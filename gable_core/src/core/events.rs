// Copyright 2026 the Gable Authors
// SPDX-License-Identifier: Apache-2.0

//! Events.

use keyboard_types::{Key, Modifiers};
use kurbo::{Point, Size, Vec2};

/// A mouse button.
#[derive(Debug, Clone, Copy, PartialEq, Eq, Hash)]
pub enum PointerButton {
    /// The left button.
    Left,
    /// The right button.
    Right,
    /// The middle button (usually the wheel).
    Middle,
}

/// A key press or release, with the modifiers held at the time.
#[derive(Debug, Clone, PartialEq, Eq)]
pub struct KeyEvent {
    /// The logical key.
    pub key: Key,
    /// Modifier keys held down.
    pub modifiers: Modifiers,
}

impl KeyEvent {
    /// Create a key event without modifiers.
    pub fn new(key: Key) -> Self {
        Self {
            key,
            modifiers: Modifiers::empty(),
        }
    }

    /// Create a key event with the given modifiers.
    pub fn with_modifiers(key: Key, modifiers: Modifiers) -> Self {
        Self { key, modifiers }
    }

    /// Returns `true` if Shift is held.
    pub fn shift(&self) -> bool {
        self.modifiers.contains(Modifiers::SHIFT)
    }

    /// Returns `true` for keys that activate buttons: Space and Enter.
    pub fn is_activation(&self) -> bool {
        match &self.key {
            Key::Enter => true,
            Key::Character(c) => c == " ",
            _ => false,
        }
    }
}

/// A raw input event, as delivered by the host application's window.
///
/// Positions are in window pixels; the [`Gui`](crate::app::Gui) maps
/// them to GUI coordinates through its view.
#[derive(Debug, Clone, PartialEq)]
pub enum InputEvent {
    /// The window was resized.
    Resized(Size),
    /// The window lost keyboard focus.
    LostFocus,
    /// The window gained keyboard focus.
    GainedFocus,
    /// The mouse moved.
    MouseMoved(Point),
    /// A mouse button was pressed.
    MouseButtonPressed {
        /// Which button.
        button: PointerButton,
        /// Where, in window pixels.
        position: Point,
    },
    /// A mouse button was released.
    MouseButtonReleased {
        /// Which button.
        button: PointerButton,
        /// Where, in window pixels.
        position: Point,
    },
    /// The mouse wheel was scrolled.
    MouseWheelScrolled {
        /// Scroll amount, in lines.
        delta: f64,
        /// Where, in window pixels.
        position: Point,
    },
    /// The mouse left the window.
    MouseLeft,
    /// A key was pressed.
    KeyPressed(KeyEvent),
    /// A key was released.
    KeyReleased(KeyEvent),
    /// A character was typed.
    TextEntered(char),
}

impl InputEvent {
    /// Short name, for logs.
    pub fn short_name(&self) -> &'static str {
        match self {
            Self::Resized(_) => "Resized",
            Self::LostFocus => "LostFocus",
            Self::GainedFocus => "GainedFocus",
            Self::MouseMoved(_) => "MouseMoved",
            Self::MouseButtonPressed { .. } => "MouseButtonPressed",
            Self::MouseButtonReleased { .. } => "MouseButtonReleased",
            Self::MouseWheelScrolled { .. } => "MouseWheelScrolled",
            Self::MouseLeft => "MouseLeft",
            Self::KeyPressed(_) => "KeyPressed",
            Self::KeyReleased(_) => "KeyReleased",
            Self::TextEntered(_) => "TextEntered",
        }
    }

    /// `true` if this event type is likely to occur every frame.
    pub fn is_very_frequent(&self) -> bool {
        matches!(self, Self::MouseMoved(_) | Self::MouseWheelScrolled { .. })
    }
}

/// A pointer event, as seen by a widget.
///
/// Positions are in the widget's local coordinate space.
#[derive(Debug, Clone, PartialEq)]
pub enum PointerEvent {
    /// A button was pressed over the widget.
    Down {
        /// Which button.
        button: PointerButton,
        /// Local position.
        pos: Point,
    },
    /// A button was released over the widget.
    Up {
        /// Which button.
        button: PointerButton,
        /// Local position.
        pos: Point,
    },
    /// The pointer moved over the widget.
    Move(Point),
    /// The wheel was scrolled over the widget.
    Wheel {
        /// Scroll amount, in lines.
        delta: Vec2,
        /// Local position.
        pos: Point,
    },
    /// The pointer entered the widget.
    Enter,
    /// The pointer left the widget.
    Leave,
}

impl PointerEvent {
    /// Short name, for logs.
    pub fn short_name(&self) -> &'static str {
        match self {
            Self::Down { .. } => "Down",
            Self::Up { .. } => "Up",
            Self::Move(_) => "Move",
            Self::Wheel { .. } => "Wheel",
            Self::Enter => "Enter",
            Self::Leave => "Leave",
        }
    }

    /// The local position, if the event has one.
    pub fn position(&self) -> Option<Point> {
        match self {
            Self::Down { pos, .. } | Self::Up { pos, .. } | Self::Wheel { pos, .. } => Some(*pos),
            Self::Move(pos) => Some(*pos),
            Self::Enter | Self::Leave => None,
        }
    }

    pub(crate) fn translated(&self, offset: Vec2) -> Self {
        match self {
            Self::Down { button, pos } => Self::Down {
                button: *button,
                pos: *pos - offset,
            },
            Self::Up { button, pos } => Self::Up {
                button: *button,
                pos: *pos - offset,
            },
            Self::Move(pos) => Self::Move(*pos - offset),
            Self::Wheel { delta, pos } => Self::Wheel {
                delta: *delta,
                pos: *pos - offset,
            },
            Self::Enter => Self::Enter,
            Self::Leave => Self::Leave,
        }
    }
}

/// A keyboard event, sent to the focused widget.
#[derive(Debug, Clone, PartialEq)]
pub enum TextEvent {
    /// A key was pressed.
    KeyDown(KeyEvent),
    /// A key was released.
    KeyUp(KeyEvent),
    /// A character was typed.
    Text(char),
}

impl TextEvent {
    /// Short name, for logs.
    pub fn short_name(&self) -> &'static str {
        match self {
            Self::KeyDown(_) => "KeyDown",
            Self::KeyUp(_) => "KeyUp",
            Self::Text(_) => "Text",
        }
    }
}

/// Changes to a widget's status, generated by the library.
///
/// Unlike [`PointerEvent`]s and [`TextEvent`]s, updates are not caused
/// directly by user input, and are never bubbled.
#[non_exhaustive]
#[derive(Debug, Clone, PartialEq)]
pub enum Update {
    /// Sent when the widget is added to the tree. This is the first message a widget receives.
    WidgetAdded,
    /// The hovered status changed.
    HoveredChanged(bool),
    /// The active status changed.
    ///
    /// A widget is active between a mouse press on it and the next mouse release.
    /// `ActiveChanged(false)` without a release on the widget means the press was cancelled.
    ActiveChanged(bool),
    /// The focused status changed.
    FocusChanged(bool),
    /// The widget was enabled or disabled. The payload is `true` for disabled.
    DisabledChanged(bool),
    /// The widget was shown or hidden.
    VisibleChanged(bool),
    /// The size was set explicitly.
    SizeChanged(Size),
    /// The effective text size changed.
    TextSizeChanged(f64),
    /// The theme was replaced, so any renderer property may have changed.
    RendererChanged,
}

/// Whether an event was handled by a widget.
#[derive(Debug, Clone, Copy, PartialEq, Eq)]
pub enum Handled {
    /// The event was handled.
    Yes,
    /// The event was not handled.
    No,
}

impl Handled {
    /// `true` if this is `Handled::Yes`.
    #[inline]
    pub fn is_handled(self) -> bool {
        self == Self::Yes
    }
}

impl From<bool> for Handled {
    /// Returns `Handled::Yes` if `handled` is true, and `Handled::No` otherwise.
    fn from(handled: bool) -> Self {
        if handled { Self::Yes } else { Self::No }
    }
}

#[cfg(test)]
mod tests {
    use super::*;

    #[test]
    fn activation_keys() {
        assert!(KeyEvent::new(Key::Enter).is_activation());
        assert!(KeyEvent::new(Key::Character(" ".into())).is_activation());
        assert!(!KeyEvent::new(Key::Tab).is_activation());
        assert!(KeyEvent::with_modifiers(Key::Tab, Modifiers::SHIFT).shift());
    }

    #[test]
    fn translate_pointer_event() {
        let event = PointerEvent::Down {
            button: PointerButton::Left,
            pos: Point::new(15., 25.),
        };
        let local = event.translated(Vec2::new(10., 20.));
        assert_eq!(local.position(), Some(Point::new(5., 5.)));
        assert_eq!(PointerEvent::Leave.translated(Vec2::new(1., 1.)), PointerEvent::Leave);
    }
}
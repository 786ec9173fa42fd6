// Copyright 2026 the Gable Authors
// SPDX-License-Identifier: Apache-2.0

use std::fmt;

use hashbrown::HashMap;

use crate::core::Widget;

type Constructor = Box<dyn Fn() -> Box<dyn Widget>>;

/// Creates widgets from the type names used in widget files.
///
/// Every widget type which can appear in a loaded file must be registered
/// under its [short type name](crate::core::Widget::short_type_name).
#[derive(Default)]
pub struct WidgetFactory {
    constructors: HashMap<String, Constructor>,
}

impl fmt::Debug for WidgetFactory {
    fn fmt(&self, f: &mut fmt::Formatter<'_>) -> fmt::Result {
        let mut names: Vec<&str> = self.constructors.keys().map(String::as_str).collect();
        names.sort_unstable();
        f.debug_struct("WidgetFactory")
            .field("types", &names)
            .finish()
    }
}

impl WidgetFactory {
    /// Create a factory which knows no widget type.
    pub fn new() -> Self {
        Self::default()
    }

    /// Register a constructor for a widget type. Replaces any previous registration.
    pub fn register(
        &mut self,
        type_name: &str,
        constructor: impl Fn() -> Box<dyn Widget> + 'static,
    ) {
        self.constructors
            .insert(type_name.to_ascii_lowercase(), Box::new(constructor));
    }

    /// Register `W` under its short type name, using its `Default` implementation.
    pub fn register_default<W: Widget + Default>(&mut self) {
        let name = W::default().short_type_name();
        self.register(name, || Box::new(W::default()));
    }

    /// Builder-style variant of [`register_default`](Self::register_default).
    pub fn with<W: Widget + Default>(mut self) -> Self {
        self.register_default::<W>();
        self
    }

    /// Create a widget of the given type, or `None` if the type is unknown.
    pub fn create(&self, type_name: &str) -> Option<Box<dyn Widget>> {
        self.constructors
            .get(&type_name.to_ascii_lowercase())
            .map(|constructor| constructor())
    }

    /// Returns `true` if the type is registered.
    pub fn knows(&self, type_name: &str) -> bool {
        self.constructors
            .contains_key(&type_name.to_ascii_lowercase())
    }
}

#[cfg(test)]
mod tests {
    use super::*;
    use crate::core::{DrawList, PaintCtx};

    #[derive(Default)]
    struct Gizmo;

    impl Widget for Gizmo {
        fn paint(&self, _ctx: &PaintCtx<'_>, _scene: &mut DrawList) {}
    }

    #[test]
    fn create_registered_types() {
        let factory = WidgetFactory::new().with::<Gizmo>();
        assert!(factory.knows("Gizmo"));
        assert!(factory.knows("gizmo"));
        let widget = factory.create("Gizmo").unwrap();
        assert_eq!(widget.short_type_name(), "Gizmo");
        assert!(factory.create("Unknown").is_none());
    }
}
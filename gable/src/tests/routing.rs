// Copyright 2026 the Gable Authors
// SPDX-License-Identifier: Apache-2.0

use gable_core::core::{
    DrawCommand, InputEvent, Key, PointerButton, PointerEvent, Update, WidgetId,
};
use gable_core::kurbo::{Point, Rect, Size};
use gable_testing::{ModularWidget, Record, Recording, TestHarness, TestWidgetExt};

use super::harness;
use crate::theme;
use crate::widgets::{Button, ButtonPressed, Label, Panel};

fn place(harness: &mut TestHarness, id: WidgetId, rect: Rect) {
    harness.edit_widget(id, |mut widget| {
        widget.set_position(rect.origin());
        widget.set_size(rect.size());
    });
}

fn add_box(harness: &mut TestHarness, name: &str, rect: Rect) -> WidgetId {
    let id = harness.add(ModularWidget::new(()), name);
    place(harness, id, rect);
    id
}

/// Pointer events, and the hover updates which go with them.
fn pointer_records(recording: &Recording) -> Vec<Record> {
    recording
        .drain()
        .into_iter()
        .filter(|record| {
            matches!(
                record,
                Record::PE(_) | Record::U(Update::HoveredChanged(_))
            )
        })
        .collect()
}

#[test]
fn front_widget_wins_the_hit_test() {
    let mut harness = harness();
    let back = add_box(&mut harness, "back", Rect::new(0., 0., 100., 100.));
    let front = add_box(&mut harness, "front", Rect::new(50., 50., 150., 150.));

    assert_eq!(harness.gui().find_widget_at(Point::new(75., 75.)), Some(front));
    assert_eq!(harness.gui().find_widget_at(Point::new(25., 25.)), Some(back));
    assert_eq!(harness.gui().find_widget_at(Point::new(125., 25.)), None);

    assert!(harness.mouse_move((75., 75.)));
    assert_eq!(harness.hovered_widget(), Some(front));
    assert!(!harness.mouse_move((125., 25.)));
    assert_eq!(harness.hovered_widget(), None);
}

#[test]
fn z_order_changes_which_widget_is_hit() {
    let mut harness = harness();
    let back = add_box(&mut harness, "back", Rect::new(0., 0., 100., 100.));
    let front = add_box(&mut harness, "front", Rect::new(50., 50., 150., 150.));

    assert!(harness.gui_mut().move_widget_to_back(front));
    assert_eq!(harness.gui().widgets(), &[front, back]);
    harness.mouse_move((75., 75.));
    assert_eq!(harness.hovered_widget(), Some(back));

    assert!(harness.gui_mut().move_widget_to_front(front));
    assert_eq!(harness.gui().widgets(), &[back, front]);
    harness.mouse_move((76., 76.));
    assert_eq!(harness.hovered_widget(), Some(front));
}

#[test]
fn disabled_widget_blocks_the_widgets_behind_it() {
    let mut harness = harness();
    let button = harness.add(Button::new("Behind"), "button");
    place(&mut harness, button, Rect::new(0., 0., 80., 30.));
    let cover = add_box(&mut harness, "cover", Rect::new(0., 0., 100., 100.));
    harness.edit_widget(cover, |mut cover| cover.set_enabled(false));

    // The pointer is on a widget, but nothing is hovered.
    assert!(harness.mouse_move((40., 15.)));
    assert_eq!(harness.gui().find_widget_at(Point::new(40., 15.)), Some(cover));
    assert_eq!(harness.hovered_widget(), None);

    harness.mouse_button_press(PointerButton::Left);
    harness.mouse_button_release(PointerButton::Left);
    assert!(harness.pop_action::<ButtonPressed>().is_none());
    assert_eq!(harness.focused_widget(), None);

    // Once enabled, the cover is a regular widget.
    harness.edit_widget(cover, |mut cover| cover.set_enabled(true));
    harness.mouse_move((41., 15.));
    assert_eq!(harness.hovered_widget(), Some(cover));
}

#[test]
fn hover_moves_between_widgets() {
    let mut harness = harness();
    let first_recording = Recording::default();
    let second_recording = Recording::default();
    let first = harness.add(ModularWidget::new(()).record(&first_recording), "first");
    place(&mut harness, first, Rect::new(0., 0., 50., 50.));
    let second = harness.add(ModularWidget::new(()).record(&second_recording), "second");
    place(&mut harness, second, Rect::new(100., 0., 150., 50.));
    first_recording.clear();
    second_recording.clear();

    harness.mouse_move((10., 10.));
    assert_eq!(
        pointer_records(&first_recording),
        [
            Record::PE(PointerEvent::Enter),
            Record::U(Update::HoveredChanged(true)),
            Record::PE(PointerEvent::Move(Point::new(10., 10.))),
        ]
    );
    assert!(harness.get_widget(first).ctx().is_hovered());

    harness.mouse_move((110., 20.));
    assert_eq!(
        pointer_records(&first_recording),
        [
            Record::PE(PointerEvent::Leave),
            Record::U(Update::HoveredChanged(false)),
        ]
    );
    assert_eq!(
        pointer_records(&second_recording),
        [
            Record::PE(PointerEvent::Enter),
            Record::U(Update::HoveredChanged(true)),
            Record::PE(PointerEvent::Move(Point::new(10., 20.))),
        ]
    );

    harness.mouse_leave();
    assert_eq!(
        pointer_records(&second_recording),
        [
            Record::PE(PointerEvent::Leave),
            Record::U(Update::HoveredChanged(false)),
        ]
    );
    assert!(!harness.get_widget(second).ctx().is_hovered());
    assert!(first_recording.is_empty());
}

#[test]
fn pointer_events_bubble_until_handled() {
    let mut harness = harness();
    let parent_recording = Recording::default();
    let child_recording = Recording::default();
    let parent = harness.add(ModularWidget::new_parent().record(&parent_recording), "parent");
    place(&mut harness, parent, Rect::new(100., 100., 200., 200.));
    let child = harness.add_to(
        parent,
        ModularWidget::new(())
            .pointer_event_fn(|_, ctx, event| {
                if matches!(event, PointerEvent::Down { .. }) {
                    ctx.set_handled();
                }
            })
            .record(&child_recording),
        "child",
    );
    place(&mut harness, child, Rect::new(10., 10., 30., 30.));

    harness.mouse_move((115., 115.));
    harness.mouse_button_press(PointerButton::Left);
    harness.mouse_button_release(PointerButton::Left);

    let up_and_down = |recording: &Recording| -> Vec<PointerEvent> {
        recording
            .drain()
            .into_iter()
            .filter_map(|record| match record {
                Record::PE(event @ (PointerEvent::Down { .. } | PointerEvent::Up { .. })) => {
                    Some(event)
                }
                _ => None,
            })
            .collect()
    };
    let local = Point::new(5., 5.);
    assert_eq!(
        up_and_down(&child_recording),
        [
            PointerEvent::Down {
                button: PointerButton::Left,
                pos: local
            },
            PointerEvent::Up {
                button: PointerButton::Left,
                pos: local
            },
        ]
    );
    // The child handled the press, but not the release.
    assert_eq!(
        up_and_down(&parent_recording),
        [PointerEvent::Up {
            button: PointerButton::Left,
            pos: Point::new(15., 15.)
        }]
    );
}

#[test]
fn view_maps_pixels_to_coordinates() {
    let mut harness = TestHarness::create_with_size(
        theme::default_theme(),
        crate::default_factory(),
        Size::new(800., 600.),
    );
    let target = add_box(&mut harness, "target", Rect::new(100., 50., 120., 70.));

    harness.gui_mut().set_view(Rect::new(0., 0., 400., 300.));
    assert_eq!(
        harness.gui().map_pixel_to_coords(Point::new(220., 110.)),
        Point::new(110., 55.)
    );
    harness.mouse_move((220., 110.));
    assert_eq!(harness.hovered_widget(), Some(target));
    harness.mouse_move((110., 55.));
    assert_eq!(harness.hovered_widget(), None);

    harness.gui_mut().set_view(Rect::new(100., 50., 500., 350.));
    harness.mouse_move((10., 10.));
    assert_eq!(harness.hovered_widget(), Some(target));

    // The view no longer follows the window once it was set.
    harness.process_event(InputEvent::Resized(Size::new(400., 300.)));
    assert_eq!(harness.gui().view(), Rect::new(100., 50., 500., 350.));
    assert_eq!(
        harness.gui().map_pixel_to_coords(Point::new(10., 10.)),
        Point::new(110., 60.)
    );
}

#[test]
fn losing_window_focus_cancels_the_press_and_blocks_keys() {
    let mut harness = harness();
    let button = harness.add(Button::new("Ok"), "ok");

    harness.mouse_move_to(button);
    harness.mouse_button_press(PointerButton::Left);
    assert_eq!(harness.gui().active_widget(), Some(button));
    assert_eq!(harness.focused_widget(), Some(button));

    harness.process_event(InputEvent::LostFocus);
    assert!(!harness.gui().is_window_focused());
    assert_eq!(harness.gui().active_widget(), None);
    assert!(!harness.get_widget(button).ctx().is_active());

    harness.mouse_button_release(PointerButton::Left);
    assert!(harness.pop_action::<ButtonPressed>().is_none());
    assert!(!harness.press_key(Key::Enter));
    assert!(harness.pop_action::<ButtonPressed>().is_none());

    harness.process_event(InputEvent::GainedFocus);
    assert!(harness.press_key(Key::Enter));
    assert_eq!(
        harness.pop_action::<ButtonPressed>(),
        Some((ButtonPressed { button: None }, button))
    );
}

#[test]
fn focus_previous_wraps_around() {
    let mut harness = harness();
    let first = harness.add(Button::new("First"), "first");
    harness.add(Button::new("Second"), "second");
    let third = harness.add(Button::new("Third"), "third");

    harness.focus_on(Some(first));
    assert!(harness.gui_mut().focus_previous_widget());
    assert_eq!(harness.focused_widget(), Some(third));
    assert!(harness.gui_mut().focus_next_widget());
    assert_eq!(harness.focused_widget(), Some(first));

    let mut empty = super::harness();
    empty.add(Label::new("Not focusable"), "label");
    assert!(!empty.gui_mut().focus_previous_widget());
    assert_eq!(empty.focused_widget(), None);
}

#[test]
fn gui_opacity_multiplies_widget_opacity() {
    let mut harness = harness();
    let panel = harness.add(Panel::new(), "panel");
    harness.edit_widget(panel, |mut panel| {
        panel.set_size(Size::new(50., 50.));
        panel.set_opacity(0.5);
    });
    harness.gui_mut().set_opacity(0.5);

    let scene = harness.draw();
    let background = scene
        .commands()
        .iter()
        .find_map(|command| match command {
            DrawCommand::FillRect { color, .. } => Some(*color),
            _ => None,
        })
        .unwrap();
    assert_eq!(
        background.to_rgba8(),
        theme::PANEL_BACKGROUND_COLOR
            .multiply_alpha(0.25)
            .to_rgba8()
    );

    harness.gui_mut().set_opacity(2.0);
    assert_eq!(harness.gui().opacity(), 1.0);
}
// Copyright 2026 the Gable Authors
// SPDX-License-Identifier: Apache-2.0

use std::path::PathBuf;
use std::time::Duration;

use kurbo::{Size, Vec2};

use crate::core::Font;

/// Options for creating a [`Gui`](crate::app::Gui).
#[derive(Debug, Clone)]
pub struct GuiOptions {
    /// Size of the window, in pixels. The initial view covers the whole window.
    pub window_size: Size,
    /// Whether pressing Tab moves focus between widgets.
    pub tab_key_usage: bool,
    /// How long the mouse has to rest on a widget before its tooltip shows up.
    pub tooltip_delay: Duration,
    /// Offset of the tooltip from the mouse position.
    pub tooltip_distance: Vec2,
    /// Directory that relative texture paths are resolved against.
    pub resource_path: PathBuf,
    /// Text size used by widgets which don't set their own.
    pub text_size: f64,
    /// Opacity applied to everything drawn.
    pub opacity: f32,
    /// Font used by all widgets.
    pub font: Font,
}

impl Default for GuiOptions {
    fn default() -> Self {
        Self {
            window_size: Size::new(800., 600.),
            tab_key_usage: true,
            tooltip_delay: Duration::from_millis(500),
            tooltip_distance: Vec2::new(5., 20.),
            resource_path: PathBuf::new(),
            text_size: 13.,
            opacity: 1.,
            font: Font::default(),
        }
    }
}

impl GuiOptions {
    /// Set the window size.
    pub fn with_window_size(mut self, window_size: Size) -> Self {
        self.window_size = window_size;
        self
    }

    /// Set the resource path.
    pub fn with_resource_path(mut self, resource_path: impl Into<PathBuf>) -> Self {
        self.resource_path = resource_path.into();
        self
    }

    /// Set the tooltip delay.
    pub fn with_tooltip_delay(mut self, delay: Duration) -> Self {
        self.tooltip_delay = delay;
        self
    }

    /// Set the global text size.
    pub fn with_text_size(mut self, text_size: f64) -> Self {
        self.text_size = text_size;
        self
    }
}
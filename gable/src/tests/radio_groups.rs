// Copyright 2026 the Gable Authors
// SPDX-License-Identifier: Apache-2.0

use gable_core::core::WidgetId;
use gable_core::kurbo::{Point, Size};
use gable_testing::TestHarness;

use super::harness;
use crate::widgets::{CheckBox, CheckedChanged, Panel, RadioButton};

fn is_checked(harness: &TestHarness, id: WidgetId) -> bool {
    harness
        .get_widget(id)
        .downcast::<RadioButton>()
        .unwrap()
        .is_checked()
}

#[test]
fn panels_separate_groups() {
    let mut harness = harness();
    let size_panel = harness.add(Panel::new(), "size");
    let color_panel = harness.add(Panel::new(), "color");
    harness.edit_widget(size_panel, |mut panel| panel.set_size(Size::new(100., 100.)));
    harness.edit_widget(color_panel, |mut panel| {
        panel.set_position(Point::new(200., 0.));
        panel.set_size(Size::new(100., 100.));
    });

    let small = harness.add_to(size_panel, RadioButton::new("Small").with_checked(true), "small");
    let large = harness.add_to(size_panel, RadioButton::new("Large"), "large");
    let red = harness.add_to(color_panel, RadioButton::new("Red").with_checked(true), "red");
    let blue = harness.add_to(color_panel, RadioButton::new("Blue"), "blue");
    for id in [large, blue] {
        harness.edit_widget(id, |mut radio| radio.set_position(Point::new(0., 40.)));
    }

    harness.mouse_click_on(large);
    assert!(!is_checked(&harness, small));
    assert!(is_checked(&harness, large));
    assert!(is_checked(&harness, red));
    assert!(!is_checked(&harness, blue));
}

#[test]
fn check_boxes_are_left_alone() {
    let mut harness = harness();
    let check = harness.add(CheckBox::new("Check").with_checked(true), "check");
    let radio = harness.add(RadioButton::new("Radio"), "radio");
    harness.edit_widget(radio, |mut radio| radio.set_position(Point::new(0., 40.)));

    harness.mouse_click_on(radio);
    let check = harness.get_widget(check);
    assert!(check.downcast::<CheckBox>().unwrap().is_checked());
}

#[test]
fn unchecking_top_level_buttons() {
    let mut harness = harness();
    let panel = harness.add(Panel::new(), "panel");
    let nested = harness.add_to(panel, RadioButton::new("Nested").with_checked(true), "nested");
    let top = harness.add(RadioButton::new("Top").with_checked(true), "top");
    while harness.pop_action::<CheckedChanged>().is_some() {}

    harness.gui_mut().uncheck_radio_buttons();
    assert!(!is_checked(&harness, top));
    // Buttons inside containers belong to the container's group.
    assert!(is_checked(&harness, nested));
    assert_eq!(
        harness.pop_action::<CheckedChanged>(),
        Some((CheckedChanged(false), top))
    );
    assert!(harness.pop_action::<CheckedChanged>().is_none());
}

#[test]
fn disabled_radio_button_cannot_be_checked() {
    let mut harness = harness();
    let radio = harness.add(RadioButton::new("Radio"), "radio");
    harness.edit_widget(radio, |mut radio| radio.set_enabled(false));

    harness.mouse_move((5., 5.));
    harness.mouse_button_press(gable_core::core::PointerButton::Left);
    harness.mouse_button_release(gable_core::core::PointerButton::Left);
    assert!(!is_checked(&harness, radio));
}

════════════════════

Print the listing above from its first line through the line with "Shift is held.", and stop there.

filename gable_core/src/core/events.rs
// Copyright 2026 the Gable Authors
// SPDX-License-Identifier: Apache-2.0

//! Events.

use keyboard_types::{Key, Modifiers};
use kurbo::{Point, Size, Vec2};

/// A mouse button.
#[derive(Debug, Clone, Copy, PartialEq, Eq, Hash)]
pub enum PointerButton {
    /// The left button.
    Left,
    /// The right button.
    Right,
    /// The middle button (usually the wheel).
    Middle,
}

/// A key press or release, with the modifiers held at the time.
#[derive(Debug, Clone, PartialEq, Eq)]
pub struct KeyEvent {
    /// The logical key.
    pub key: Key,
    /// Modifier keys held down.
    pub modifiers: Modifiers,
}

impl KeyEvent {
    /// Create a key event without modifiers.
    pub fn new(key: Key) -> Self {
        Self {
            key,
            modifiers: Modifiers::empty(),
        }
    }

    /// Create a key event with the given modifiers.
    pub fn with_modifiers(key: Key, modifiers: Modifiers) -> Self {
        Self { key, modifiers }
    }

    /// Returns `true` if Shift is held.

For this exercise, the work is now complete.